● About this task
In the data, find the word "impl" and copy out every line that has it.

● Source data
□ □ □ □ □

//! Per-interface PPP link-control state machine. Drives a link from cold
//! start (`RECOVERY`) through LCP/IPCP/IPV6CP negotiation (`PROBING`,
//! `NEGOTIATING`) to a data-plane-ready `UP` state. Grounded on the
//! `rnet_ppp_lcp_fsm` transition table in `rnet-ppp.c`; the original's
//! six-flag/one-counter struct is kept as-is rather than modeled as nested
//! per-protocol state, since every transition touches at most one flag at a
//! time and a richer type would just be re-derived from these six bools on
//! every read.

use std::time::Duration;

use crate::config::InterfaceOptions;

const RECOVERY_CYCLES: u8 = 2;
const NEGOTIATION_CYCLES: u8 = 20;
const RECOVERY_TIMEOUT: Duration = Duration::from_millis(200);
const PROBING_TIMEOUT: Duration = Duration::from_millis(1000);
const NEGOTIATING_TIMEOUT: Duration = Duration::from_millis(200);

#[derive(Debug, Clone, Copy, PartialEq, Eq)]
pub enum State {
    Recovery,
    Probing,
    Negotiating,
    Up,
}

#[derive(Debug, Clone, Copy, PartialEq, Eq)]
pub enum Ncp {
    Lcp,
    Ipcp,
    Ipv6cp,
}

#[derive(Debug, Clone, Copy, PartialEq, Eq)]
pub enum Event {
    Init,
    RxConfReq(Ncp),
    RxConfAck(Ncp),
    RxTerminateReq,
    RxTerminateAck,
    TimeoutRecovery,
    TimeoutProbing,
    TimeoutNegotiating,
}

/// A side effect the caller (the interface's timer service and PPP Tx step)
/// must carry out in response to a transition.
#[derive(Debug, Clone, Copy, PartialEq, Eq)]
pub enum Action {
    ArmTimer(Duration),
    SendLcpTermReq,
    SendConfReq(Ncp),
    EmitUp,
    EmitDown,
}

#[derive(Debug, Clone, PartialEq, Eq, Default)]
pub struct Outcome {
    pub send_ack: bool,
    pub actions: Vec<Action>,
}

impl Outcome {
    fn new(send_ack: bool, action: Option<Action>) -> Self {
        Self {
            send_ack,
            actions: action.into_iter().collect(),
        }
    }

    fn many(send_ack: bool, actions: Vec<Action>) -> Self {
        Self { send_ack, actions }
    }
}

/// One interface's negotiation state. `options` records which NCPs this
/// interface runs beyond the mandatory LCP.
#[derive(Debug, Clone)]
pub struct PppFsm {
    state: State,
    counter: u8,
    lcp_rx_closed: bool,
    lcp_tx_closed: bool,
    ipcp_rx_closed: bool,
    ipcp_tx_closed: bool,
    ipv6cp_rx_closed: bool,
    ipv6cp_tx_closed: bool,
    tx_id: u8,
    options: InterfaceOptions,
}

impl PppFsm {
    pub fn new(options: InterfaceOptions) -> Self {
        Self {
            state: State::Recovery,
            counter: RECOVERY_CYCLES,
            lcp_rx_closed: false,
            lcp_tx_closed: false,
            ipcp_rx_closed: false,
            ipcp_tx_closed: false,
            ipv6cp_rx_closed: false,
            ipv6cp_tx_closed: false,
            tx_id: 0,
            options,
        }
    }

    pub fn state(&self) -> State {
        self.state
    }

    /// Next outgoing xCP Id, auto-incrementing.
    pub fn next_tx_id(&mut self) -> u8 {
        self.tx_id = self.tx_id.wrapping_add(1);
        self.tx_id
    }

    /// The Id most recently handed out by `next_tx_id`, for matching against
    /// an incoming ACK-class frame's Id.
    pub fn tx_id(&self) -> u8 {
        self.tx_id
    }

    fn ncp_configured(&self, ncp: Ncp) -> bool {
        match ncp {
            Ncp::Lcp => true,
            Ncp::Ipcp => self.options.contains(InterfaceOptions::PPP_IPCP),
            Ncp::Ipv6cp => self.options.contains(InterfaceOptions::PPP_IPV6CP),
        }
    }

    fn all_closed(&self) -> bool {
        let lcp_done = self.lcp_rx_closed && self.lcp_tx_closed;
        let ipcp_done = !self.ncp_configured(Ncp::Ipcp) || (self.ipcp_rx_closed && self.ipcp_tx_closed);
        let ipv6cp_done =
            !self.ncp_configured(Ncp::Ipv6cp) || (self.ipv6cp_rx_closed && self.ipv6cp_tx_closed);
        lcp_done && ipcp_done && ipv6cp_done
    }

    fn set_rx_closed(&mut self, ncp: Ncp) {
        match ncp {
            Ncp::Lcp => self.lcp_rx_closed = true,
            Ncp::Ipcp => self.ipcp_rx_closed = true,
            Ncp::Ipv6cp => self.ipv6cp_rx_closed = true,
        }
    }

    fn set_tx_closed(&mut self, ncp: Ncp) {
        match ncp {
            Ncp::Lcp => self.lcp_tx_closed = true,
            Ncp::Ipcp => self.ipcp_tx_closed = true,
            Ncp::Ipv6cp => self.ipv6cp_tx_closed = true,
        }
    }

    /// Next NCP still needing a CONF_REQ sent, in negotiation priority order
    /// (LCP first, then IPCP, then IPV6CP).
    fn next_unclosed_tx(&self) -> Option<Ncp> {
        if !self.lcp_tx_closed {
            Some(Ncp::Lcp)
        } else if self.ncp_configured(Ncp::Ipcp) && !self.ipcp_tx_closed {
            Some(Ncp::Ipcp)
        } else if self.ncp_configured(Ncp::Ipv6cp) && !self.ipv6cp_tx_closed {
            Some(Ncp::Ipv6cp)
        } else {
            None
        }
    }

    fn restart_recovery(&mut self) -> Action {
        self.lcp_rx_closed = false;
        self.lcp_tx_closed = false;
        self.ipcp_rx_closed = false;
        self.ipcp_tx_closed = false;
        self.ipv6cp_rx_closed = false;
        self.ipv6cp_tx_closed = false;
        self.counter = RECOVERY_CYCLES;
        self.state = State::Recovery;
        Action::ArmTimer(RECOVERY_TIMEOUT)
    }

    /// Check whether every configured NCP has closed in both directions;
    /// if so transition to `Up` and return the `EmitUp` action, preserving
    /// whatever `send_ack` the caller already decided for this event.
    fn maybe_complete_negotiation(&mut self, send_ack: bool) -> Outcome {
        if self.state == State::Negotiating && self.all_closed() {
            self.state = State::Up;
            Outcome::many(send_ack, vec![Action::EmitUp])
        } else {
            Outcome::new(send_ack, None)
        }
    }

    pub fn handle(&mut self, event: Event) -> Outcome {
        match (self.state, event) {
            (State::Recovery, Event::Init) => {
                let action = self.restart_recovery();
                Outcome::new(false, Some(action))
            }
            (State::Recovery, Event::TimeoutRecovery) => {
                if self.counter > 0 {
                    self.counter -= 1;
                    Outcome::new(false, Some(Action::SendLcpTermReq))
                } else {
                    self.counter = NEGOTIATION_CYCLES;
                    self.state = State::Probing;
                    Outcome::new(false, Some(Action::SendConfReq(Ncp::Lcp)))
                }
            }
            (State::Recovery, Event::RxTerminateReq) => {
                self.counter = NEGOTIATION_CYCLES;
                self.state = State::Negotiating;
                Outcome::new(true, Some(Action::ArmTimer(NEGOTIATING_TIMEOUT)))
            }
            (State::Recovery, Event::RxTerminateAck) => {
                self.counter = NEGOTIATION_CYCLES;
                self.state = State::Negotiating;
                Outcome::new(false, Some(Action::ArmTimer(NEGOTIATING_TIMEOUT)))
            }
            (State::Recovery, Event::RxConfReq(Ncp::Lcp)) => {
                self.set_rx_closed(Ncp::Lcp);
                self.counter = NEGOTIATION_CYCLES;
                self.state = State::Negotiating;
                Outcome::new(true, Some(Action::ArmTimer(NEGOTIATING_TIMEOUT)))
            }

            (State::Probing, Event::Init | Event::RxTerminateReq) => {
                let is_term = event == Event::RxTerminateReq;
                let action = self.restart_recovery();
                Outcome::new(is_term, Some(action))
            }
            (State::Probing, Event::TimeoutProbing) => {
                if self.counter > 0 {
                    self.counter -= 1;
                    Outcome::new(false, Some(Action::SendConfReq(Ncp::Lcp)))
                } else {
                    let action = self.restart_recovery();
                    Outcome::new(false, Some(action))
                }
            }
            (State::Probing, Event::RxConfReq(Ncp::Lcp)) => {
                self.set_rx_closed(Ncp::Lcp);
                self.state = State::Negotiating;
                Outcome::new(true, Some(Action::ArmTimer(NEGOTIATING_TIMEOUT)))
            }
            (State::Probing, Event::RxConfAck(Ncp::Lcp)) => {
                self.set_tx_closed(Ncp::Lcp);
                self.state = State::Negotiating;
                Outcome::new(false, Some(Action::ArmTimer(NEGOTIATING_TIMEOUT)))
            }

            (State::Negotiating, Event::Init | Event::RxTerminateReq) => {
                let is_term = event == Event::RxTerminateReq;
                let action = self.restart_recovery();
                Outcome::new(is_term, Some(action))
            }
            (State::Negotiating, Event::TimeoutNegotiating) => {
                if self.counter > 0 {
                    self.counter -= 1;
                    match self.next_unclosed_tx() {
                        Some(ncp) => {
                            Outcome::new(false, Some(Action::SendConfReq(ncp)))
                        }
                        None => Outcome::new(false, Some(Action::ArmTimer(NEGOTIATING_TIMEOUT))),
                    }
                } else {
                    let action = self.restart_recovery();
                    Outcome::new(false, Some(action))
                }
            }
            (State::Negotiating, Event::RxConfReq(ncp)) => {
                // The protocol-appropriate negotiation counter (not this
                // retry counter) is bumped by the interface counters block
                // the caller owns; this state machine only tracks closed
                // flags and timers.
                self.set_rx_closed(ncp);
                self.maybe_complete_negotiation(true)
            }
            (State::Negotiating, Event::RxConfAck(ncp)) => {
                self.set_tx_closed(ncp);
                self.maybe_complete_negotiation(false)
            }

            (State::Up, Event::Init | Event::RxConfReq(Ncp::Lcp) | Event::RxTerminateReq) => {
                let is_term = event == Event::RxTerminateReq;
                let timer_action = self.restart_recovery();
                Outcome::many(is_term, vec![Action::EmitDown, timer_action])
            }

            _ => Outcome::default(),
        }
    }
}

#[cfg(test)]
mod tests {
    use super::*;

    #[test]
    fn init_arms_recovery_timer() {
        let mut fsm = PppFsm::new(InterfaceOptions::empty());
        let outcome = fsm.handle(Event::Init);
        assert_eq!(fsm.state(), State::Recovery);
        assert_eq!(outcome.actions, vec![Action::ArmTimer(RECOVERY_TIMEOUT)]);
        assert!(!outcome.send_ack);
    }

    #[test]
    fn recovery_timeout_exhaustion_moves_to_probing() {
        let mut fsm = PppFsm::new(InterfaceOptions::empty());
        fsm.handle(Event::Init);
        fsm.handle(Event::TimeoutRecovery);
        fsm.handle(Event::TimeoutRecovery);
        let outcome = fsm.handle(Event::TimeoutRecovery);
        assert_eq!(fsm.state(), State::Probing);
        assert_eq!(outcome.actions, vec![Action::SendConfReq(Ncp::Lcp)]);
    }

    #[test]
    fn lcp_only_negotiation_reaches_up_after_both_directions_close() {
        let mut fsm = PppFsm::new(InterfaceOptions::empty());
        fsm.handle(Event::Init);
        fsm.handle(Event::RxConfReq(Ncp::Lcp));
        assert_eq!(fsm.state(), State::Negotiating);
        let outcome = fsm.handle(Event::RxConfAck(Ncp::Lcp));
        assert_eq!(fsm.state(), State::Up);
        assert_eq!(outcome.actions, vec![Action::EmitUp]);
    }

    #[test]
    fn ipcp_configured_interface_waits_for_ipcp_before_up() {
        let mut fsm = PppFsm::new(InterfaceOptions::PPP_IPCP);
        fsm.handle(Event::Init);
        fsm.handle(Event::RxConfReq(Ncp::Lcp));
        fsm.handle(Event::RxConfAck(Ncp::Lcp));
        assert_eq!(fsm.state(), State::Negotiating);
        fsm.handle(Event::RxConfReq(Ncp::Ipcp));
        let outcome = fsm.handle(Event::RxConfAck(Ncp::Ipcp));
        assert_eq!(fsm.state(), State::Up);
        assert_eq!(outcome.actions, vec![Action::EmitUp]);
    }

    #[test]
    fn terminate_request_while_up_restarts_recovery_with_ack() {
        let mut fsm = PppFsm::new(InterfaceOptions::empty());
        fsm.handle(Event::Init);
        fsm.handle(Event::RxConfReq(Ncp::Lcp));
        fsm.handle(Event::RxConfAck(Ncp::Lcp));
        assert_eq!(fsm.state(), State::Up);
        let outcome = fsm.handle(Event::RxTerminateReq);
        assert_eq!(fsm.state(), State::Recovery);
        assert!(outcome.send_ack);
    }
}
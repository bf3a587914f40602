//! IPv4 header parse/build. Grounded on the fixed 20-byte layout
//! `rnet-udp.c`/`rnet-icmp.c` assume when they hand payload to the IP layer
//! (`options` are never produced and are rejected on Rx).

use crate::config::{IpAddr, IPV4_HEADER_LEN};
use crate::error::{DiscardCode, DiscardResult};
use crate::ip::{ipv4_header_checksum, PROTO_ICMP, PROTO_UDP};
use crate::packet::{Packet, PreviousPh};
use crate::util::be16;

#[derive(Debug, Clone, Copy)]
pub struct Ipv4Header {
    pub protocol: u8,
    pub src: IpAddr,
    pub dst: IpAddr,
}

/// Parse, validate, and strip a 20-byte IPv4 header from the window. Only
/// `ihl == 5` (no options) is accepted. Routes on the returned `protocol`.
pub fn rx(pkt: &mut Packet) -> DiscardResult<Ipv4Header> {
    if (pkt.meta.length as usize) < IPV4_HEADER_LEN {
        return Err(DiscardCode::IpPacketTooSmall);
    }
    let mut header = [0u8; IPV4_HEADER_LEN];
    pkt.read(0, &mut header)?;

    let version = header[0] >> 4;
    let ihl = header[0] & 0x0F;
    if version != 4 || ihl != 5 {
        return Err(DiscardCode::IpPacketHeaderCorrupted);
    }
    let total_length = be16(&header[2..4]) as usize;
    if total_length > pkt.meta.length as usize {
        return Err(DiscardCode::IpPacketHeaderCorrupted);
    }
    if ipv4_header_checksum(&header) != 0 {
        return Err(DiscardCode::IpPacketHeaderCorrupted);
    }

    let protocol = header[9];
    let src = IpAddr::V4([header[12], header[13], header[14], header[15]]);
    let dst = IpAddr::V4([header[16], header[17], header[18], header[19]]);

    if total_length < pkt.meta.length as usize {
        pkt.shrink(pkt.meta.length - total_length as u16)?;
    }
    pkt.advance_offset(IPV4_HEADER_LEN as u16)?;
    pkt.meta.previous_ph = PreviousPh::Ipv4;
    pkt.meta.ip_src = src;
    pkt.meta.ip_dst = dst;

    Ok(Ipv4Header {
        protocol,
        src,
        dst,
    })
}

/// Routes protocol 1/17 to the ICMP/UDP next steps; anything else is an
/// unsupported-L4 discard.
pub fn route(protocol: u8) -> DiscardResult<PreviousPh> {
    match protocol {
        PROTO_ICMP => Ok(PreviousPh::Icmp),
        PROTO_UDP => Ok(PreviousPh::Udp),
        _ => Err(DiscardCode::IpUnsupportedL4),
    }
}

/// Prepend a 20-byte IPv4 header over the already-built L4 payload,
/// computing and filling the header checksum. `previous_ph` (set by the L4
/// Tx step) selects the outgoing protocol number.
pub fn tx(pkt: &mut Packet, src: IpAddr, dst: IpAddr) -> DiscardResult<()> {
    let protocol = match pkt.meta.previous_ph {
        PreviousPh::Udp => PROTO_UDP,
        PreviousPh::Icmp => PROTO_ICMP,
        _ => return Err(DiscardCode::IpPacketHeaderCorrupted),
    };
    let (src, dst) = match (src, dst) {
        (IpAddr::V4(s), IpAddr::V4(d)) => (s, d),
        _ => return Err(DiscardCode::IpPacketHeaderCorrupted),
    };

    pkt.prepend(IPV4_HEADER_LEN as u16)?;
    let total_length = pkt.meta.length;

    let mut header = [0u8; IPV4_HEADER_LEN];
    header[0] = 0x45;
    header[1] = 0;
    header[2..4].copy_from_slice(&total_length.to_be_bytes());
    header[4..6].copy_from_slice(&0u16.to_be_bytes());
    header[6..8].copy_from_slice(&0u16.to_be_bytes());
    header[8] = 64;
    header[9] = protocol;
    header[10..12].copy_from_slice(&0u16.to_be_bytes());
    header[12..16].copy_from_slice(&src);
    header[16..20].copy_from_slice(&dst);

    let checksum = ipv4_header_checksum(&header);
    header[10..12].copy_from_slice(&checksum.to_be_bytes());

    pkt.write(0, &header)
}

#[cfg(test)]
mod tests {
    use super::*;

    fn build_datagram(payload: &[u8]) -> Vec<u8> {
        let mut pkt = Packet::new_buf(128);
        pkt.meta.offset = 64;
        pkt.meta.length = payload.len() as u16;
        pkt.write(0, payload).unwrap();
        pkt.meta.previous_ph = PreviousPh::Udp;
        tx(&mut pkt, IpAddr::V4([10, 0, 0, 1]), IpAddr::V4([10, 0, 0, 2])).unwrap();
        pkt.to_vec()
    }

    #[test]
    fn tx_then_rx_recovers_protocol_and_addresses() {
        let wire = build_datagram(&[1, 2, 3, 4]);
        let mut pkt = Packet::new_buf(128);
        pkt.meta.offset = 32;
        pkt.meta.length = wire.len() as u16;
        pkt.write(0, &wire).unwrap();

        let header = rx(&mut pkt).unwrap();
        assert_eq!(header.protocol, PROTO_UDP);
        assert_eq!(header.src, IpAddr::V4([10, 0, 0, 1]));
        assert_eq!(header.dst, IpAddr::V4([10, 0, 0, 2]));
        assert_eq!(pkt.to_vec(), vec![1, 2, 3, 4]);
    }

    #[test]
    fn rx_rejects_corrupted_checksum() {
        let wire = build_datagram(&[1, 2, 3, 4]);
        let mut pkt = Packet::new_buf(128);
        pkt.meta.offset = 32;
        pkt.meta.length = wire.len() as u16;
        pkt.write(0, &wire).unwrap();
        pkt.write(10, &[0xAA, 0xBB]).unwrap();
        assert_eq!(rx(&mut pkt), Err(DiscardCode::IpPacketHeaderCorrupted));
    }

    #[test]
    fn rx_rejects_too_small_window() {
        let mut pkt = Packet::new_buf(64);
        pkt.meta.offset = 16;
        pkt.meta.length = 10;
        assert_eq!(rx(&mut pkt), Err(DiscardCode::IpPacketTooSmall));
    }
}
//! Event notification fan-out (C10): three fixed subscriber lists an
//! embedding application registers against, delivered best-effort as the
//! PPP state machine (or `init()`) reaches the matching milestone. Grounded
//! on the subscriber-list walk in `rnet-top.c`'s init-complete broadcast.

use crate::config::LISTENER_DISABLED;

#[derive(Debug, Clone, Copy, PartialEq, Eq)]
pub enum EventKind {
    InitComplete,
    IntfcUp,
    IntfcDown,
}

#[derive(Debug, Clone, Copy)]
pub struct Subscriber {
    pub msg_fields: u32,
    pub task: Option<u32>,
}

impl Subscriber {
    fn enabled(&self) -> bool {
        self.msg_fields != LISTENER_DISABLED && self.task.is_some()
    }
}

/// A single best-effort delivery: `(msg_fields, optional_parameter)` handed
/// to one subscriber's task. What "deliver" means (an actual IPC send) is
/// the embedding application's concern; this crate only computes the list.
#[derive(Debug, Clone, Copy)]
pub struct Delivery {
    pub task: u32,
    pub msg_fields: u32,
    pub parameter: Option<u8>,
}

#[derive(Debug, Clone, Default)]
pub struct EventLists {
    init_complete: Vec<Subscriber>,
    intfc_up: Vec<Subscriber>,
    intfc_down: Vec<Subscriber>,
}

impl EventLists {
    pub fn new() -> Self {
        Self::default()
    }

    pub fn subscribe(&mut self, kind: EventKind, subscriber: Subscriber) {
        self.list_mut(kind).push(subscriber);
    }

    fn list_mut(&mut self, kind: EventKind) -> &mut Vec<Subscriber> {
        match kind {
            EventKind::InitComplete => &mut self.init_complete,
            EventKind::IntfcUp => &mut self.intfc_up,
            EventKind::IntfcDown => &mut self.intfc_down,
        }
    }

    fn list(&self, kind: EventKind) -> &[Subscriber] {
        match kind {
            EventKind::InitComplete => &self.init_complete,
            EventKind::IntfcUp => &self.intfc_up,
            EventKind::IntfcDown => &self.intfc_down,
        }
    }

    /// Compute the fan-out for `kind`, in subscription order, skipping
    /// disabled subscribers.
    pub fn fan_out(&self, kind: EventKind, parameter: Option<u8>) -> Vec<Delivery> {
        self.list(kind)
            .iter()
            .filter(|s| s.enabled())
            .map(|s| Delivery {
                task: s.task.expect("enabled() guarantees Some"),
                msg_fields: s.msg_fields,
                parameter,
            })
            .collect()
    }
}

#[cfg(test)]
mod tests {
    use super::*;

    #[test]
    fn disabled_subscribers_are_skipped() {
        let mut lists = EventLists::new();
        lists.subscribe(
            EventKind::IntfcUp,
            Subscriber {
                msg_fields: LISTENER_DISABLED,
                task: Some(1),
            },
        );
        lists.subscribe(
            EventKind::IntfcUp,
            Subscriber {
                msg_fields: 42,
                task: Some(2),
            },
        );
        let deliveries = lists.fan_out(EventKind::IntfcUp, Some(0));
        assert_eq!(deliveries.len(), 1);
        assert_eq!(deliveries[0].task, 2);
        assert_eq!(deliveries[0].msg_fields, 42);
    }

    #[test]
    fn fan_out_preserves_subscription_order() {
        let mut lists = EventLists::new();
        for task in [5, 3, 9] {
            lists.subscribe(
                EventKind::InitComplete,
                Subscriber {
                    msg_fields: 1,
                    task: Some(task),
                },
            );
        }
        let deliveries = lists.fan_out(EventKind::InitComplete, None);
        let tasks: Vec<u32> = deliveries.iter().map(|d| d.task).collect();
        assert_eq!(tasks, vec![5, 3, 9]);
    }
}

□ □ □ □ □

● Answer to this exercise
impl Outcome {
impl PppFsm {
impl Subscriber {
impl EventLists {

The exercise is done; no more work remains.